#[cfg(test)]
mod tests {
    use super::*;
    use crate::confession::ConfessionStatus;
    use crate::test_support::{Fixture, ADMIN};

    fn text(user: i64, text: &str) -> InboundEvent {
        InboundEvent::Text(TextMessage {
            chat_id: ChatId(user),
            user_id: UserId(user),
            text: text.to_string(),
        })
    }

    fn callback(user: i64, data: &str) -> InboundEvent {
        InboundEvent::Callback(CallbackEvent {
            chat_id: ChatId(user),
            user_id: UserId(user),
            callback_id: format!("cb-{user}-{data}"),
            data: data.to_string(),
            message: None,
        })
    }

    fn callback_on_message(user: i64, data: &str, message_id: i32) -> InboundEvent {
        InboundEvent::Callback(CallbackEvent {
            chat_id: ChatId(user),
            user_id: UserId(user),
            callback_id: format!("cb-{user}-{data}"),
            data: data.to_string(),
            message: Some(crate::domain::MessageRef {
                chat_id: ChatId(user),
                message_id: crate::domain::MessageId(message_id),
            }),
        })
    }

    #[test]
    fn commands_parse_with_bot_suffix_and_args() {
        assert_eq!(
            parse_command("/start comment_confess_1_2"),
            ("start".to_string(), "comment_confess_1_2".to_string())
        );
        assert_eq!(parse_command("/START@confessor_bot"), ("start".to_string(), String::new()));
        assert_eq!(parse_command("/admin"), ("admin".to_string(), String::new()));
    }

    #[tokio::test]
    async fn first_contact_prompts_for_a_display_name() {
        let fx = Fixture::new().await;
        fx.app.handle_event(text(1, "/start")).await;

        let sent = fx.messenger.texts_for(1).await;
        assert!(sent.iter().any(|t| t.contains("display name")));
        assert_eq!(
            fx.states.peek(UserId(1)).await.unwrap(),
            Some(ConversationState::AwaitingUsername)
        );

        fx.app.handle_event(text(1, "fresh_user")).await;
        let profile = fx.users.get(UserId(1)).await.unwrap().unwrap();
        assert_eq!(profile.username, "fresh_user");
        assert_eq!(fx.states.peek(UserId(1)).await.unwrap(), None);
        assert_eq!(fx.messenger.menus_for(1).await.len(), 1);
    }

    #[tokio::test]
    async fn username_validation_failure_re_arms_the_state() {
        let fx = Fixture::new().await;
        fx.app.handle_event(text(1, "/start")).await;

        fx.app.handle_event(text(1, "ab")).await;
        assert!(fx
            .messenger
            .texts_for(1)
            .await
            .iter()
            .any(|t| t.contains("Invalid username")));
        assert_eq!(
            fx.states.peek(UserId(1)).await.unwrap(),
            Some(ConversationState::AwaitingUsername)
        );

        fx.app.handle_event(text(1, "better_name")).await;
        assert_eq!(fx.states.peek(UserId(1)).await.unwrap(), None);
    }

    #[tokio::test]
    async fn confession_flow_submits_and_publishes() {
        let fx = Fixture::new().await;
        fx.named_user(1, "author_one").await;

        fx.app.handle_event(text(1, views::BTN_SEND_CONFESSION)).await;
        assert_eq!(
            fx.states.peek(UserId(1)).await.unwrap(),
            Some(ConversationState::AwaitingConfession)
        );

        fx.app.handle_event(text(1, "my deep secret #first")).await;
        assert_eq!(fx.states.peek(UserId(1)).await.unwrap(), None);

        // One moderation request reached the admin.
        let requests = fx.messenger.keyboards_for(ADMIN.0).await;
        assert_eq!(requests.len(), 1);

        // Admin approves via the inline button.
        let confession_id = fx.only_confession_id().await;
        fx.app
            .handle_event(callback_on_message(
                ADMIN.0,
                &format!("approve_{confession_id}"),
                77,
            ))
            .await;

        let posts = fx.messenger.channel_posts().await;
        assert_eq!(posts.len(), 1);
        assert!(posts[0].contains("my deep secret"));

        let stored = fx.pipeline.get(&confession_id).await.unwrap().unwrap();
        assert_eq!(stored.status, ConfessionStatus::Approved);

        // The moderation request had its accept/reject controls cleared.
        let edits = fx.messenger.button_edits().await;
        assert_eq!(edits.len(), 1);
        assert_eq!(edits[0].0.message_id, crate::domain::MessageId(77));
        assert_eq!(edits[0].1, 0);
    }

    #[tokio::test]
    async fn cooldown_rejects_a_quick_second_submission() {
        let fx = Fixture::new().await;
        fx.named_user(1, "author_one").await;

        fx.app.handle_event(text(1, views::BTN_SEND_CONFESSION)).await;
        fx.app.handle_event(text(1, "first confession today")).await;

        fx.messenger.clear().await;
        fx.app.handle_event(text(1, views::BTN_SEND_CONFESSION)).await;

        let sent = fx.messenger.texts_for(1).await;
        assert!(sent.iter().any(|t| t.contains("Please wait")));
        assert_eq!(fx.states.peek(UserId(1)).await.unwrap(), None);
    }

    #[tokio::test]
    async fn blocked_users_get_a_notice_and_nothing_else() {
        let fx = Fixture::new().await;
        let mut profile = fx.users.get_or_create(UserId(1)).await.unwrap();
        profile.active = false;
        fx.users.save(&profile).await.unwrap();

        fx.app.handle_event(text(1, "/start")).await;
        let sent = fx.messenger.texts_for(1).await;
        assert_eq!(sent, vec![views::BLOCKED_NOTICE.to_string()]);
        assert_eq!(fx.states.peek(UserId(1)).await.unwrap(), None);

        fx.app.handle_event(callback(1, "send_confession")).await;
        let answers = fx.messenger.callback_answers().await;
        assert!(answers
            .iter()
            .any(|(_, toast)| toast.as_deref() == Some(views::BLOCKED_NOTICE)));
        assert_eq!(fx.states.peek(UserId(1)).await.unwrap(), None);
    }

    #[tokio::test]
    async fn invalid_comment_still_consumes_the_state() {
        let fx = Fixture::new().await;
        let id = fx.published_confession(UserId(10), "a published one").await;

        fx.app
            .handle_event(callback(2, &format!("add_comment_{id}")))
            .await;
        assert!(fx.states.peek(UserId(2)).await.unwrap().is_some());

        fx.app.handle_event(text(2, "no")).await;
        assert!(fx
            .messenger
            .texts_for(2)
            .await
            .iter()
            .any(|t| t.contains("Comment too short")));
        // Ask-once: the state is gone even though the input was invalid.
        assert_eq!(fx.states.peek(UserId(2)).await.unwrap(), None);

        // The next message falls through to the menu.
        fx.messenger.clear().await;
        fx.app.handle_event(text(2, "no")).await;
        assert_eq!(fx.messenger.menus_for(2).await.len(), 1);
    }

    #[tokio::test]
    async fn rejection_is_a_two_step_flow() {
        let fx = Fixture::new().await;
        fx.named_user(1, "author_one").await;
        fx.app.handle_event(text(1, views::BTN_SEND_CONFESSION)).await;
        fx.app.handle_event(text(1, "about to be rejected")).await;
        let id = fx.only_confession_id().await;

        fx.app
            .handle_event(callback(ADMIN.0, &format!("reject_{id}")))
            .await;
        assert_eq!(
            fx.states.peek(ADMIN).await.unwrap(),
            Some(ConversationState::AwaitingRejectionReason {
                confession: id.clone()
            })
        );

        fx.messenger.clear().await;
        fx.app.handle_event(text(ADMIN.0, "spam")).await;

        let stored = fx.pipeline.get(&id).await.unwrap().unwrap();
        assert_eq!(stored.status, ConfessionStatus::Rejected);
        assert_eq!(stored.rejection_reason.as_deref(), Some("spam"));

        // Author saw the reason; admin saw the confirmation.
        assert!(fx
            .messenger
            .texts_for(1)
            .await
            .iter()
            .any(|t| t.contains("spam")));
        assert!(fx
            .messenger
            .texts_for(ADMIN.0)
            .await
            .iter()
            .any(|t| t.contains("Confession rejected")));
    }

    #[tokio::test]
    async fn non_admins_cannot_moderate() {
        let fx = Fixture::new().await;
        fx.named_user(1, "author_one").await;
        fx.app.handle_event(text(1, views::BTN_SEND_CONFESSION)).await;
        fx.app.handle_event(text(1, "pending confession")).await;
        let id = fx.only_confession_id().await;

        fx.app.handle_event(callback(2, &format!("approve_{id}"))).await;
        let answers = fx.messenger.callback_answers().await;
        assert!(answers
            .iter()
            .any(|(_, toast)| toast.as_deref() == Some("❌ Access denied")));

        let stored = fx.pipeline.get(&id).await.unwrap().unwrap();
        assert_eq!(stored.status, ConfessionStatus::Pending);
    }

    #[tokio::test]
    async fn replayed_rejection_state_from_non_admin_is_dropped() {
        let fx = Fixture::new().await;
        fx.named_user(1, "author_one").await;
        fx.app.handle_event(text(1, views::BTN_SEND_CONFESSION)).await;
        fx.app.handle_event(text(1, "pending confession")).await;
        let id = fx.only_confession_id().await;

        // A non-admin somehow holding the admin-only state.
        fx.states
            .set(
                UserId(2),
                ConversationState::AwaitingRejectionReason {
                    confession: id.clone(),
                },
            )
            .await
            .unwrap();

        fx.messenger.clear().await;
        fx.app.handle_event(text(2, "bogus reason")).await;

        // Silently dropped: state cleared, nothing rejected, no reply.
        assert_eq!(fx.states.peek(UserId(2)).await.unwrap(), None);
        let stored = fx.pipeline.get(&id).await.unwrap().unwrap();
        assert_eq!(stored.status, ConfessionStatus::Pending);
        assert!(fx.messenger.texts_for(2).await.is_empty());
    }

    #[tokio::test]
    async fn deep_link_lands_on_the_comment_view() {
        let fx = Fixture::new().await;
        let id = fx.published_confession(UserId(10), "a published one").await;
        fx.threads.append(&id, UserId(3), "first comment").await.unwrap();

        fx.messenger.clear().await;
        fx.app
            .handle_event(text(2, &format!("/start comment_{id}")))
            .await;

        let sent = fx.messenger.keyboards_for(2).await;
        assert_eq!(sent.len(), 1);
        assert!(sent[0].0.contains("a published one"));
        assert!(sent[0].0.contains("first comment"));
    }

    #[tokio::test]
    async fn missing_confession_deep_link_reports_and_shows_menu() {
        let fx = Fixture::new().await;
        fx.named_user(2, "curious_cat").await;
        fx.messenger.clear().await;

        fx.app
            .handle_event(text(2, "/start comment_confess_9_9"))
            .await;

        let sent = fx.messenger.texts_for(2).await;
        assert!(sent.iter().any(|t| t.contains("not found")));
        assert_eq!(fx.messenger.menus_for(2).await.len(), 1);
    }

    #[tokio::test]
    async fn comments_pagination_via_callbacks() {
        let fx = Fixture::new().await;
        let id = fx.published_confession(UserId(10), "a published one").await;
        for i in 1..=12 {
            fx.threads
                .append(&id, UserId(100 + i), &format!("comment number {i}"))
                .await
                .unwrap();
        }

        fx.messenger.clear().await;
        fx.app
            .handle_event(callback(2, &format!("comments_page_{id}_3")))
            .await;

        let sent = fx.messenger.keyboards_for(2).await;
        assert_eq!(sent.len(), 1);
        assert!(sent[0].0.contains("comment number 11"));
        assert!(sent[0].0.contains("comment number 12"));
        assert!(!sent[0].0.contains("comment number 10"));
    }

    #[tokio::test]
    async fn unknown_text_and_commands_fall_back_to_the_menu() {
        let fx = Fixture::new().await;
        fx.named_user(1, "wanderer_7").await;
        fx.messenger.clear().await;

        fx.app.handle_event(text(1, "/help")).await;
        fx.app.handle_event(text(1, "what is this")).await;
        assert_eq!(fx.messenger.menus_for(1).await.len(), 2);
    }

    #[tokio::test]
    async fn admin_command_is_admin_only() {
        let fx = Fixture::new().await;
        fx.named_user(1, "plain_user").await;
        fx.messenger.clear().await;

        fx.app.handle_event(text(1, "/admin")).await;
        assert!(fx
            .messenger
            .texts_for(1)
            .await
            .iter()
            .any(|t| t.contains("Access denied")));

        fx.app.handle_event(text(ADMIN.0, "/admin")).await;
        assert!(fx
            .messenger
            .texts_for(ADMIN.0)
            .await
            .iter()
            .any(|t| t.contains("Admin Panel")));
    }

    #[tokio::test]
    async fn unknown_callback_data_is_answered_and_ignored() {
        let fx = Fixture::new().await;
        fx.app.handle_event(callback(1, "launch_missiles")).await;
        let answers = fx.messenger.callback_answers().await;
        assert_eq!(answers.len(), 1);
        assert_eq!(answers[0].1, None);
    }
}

┄┄┄┄┄┄┄┄┄┄┄┄┄┄┄┄┄┄┄┄

REQUIREMENT: The word "AwaitingRejectionReason" appears in some lines of the data; state how many such lines there are, and nothing further.

TASK OUTPUT: 2